##### LISTED RECORDS #####

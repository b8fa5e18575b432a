//! 类型擦除后的组件实例与构造参数

use crate::capability::{CapabilityType, TypeToken};
use crate::injectable::{Injectable, InjectionPoint};
use std::any::Any;
use std::fmt;
use std::sync::Arc;

/// 构造参数值（内部保存 `C` 本身，按 `C` 的具体类型索引）
pub type ArgValue = Arc<dyn Any + Send + Sync>;

type PointsFn = for<'a> fn(&'a (dyn Any + Send + Sync + 'static)) -> Vec<InjectionPoint<'a>>;

/// 组件实例
///
/// 保存工厂产出的 `Arc<I>`（`I` 为能力接口），克隆只增加引用计数
#[derive(Clone)]
pub struct Instance {
    capability: CapabilityType,
    value: Arc<dyn Any + Send + Sync>,
    points: PointsFn,
}

impl Instance {
    /// 包装工厂产出的实例
    pub fn new<I: ?Sized + Injectable>(value: Arc<I>) -> Self {
        Self {
            capability: CapabilityType::of::<I>(),
            value: Arc::new(value),
            points: injection_points_of::<I>,
        }
    }

    /// 实例的能力类型
    pub fn capability(&self) -> CapabilityType {
        self.capability
    }

    /// 还原为 `Arc<I>`，类型不匹配时返回 `None`
    pub fn downcast<I: ?Sized + 'static>(&self) -> Option<Arc<I>> {
        self.value.downcast_ref::<Arc<I>>().cloned()
    }

    /// 实例上声明的注入点
    pub fn injection_points(&self) -> Vec<InjectionPoint<'_>> {
        (self.points)(self.value.as_ref())
    }

    /// 是否为同一个实例（同一次构造的结果）
    pub fn ptr_eq(&self, other: &Self) -> bool {
        Arc::ptr_eq(&self.value, &other.value)
    }
}

impl fmt::Debug for Instance {
    fn fmt(&self, f: &mut fmt::Formatter<'_>) -> fmt::Result {
        f.debug_struct("Instance")
            .field("capability", &self.capability)
            .field("value", &"<erased>")
            .finish()
    }
}

fn injection_points_of<'a, I: ?Sized + Injectable>(
    value: &'a (dyn Any + Send + Sync + 'static),
) -> Vec<InjectionPoint<'a>> {
    value
        .downcast_ref::<Arc<I>>()
        .map(|instance| instance.injection_points())
        .unwrap_or_default()
}

/// 外部提供的构造参数
#[derive(Clone)]
pub struct Arg {
    token: TypeToken,
    value: ArgValue,
}

impl Arg {
    /// 以值的具体类型创建参数
    pub fn new<C: Any + Send + Sync>(value: C) -> Self {
        Self::shared(Arc::new(value))
    }

    /// 使用已共享的值创建参数
    pub fn shared<C: Any + Send + Sync>(value: Arc<C>) -> Self {
        Self {
            token: TypeToken::concrete::<C>(),
            value,
        }
    }

    /// 参数类型标记
    pub fn token(&self) -> TypeToken {
        self.token
    }

    /// 拆分为类型标记和值
    pub fn into_parts(self) -> (TypeToken, ArgValue) {
        (self.token, self.value)
    }
}

impl fmt::Debug for Arg {
    fn fmt(&self, f: &mut fmt::Formatter<'_>) -> fmt::Result {
        f.debug_struct("Arg").field("token", &self.token).finish()
    }
}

#####

Of the lines above, retype only those from the line containing "type PointsFn = for<'a>" through the line containing "pub fn injection_points(&self)", including both, exactly.

## WRITTEN SOLUTION
type PointsFn = for<'a> fn(&'a (dyn Any + Send + Sync + 'static)) -> Vec<InjectionPoint<'a>>;

/// 组件实例
///
/// 保存工厂产出的 `Arc<I>`（`I` 为能力接口），克隆只增加引用计数
#[derive(Clone)]
pub struct Instance {
    capability: CapabilityType,
    value: Arc<dyn Any + Send + Sync>,
    points: PointsFn,
}

impl Instance {
    /// 包装工厂产出的实例
    pub fn new<I: ?Sized + Injectable>(value: Arc<I>) -> Self {
        Self {
            capability: CapabilityType::of::<I>(),
            value: Arc::new(value),
            points: injection_points_of::<I>,
        }
    }

    /// 实例的能力类型
    pub fn capability(&self) -> CapabilityType {
        self.capability
    }

    /// 还原为 `Arc<I>`，类型不匹配时返回 `None`
    pub fn downcast<I: ?Sized + 'static>(&self) -> Option<Arc<I>> {
        self.value.downcast_ref::<Arc<I>>().cloned()
    }

    /// 实例上声明的注入点
    pub fn injection_points(&self) -> Vec<InjectionPoint<'_>> {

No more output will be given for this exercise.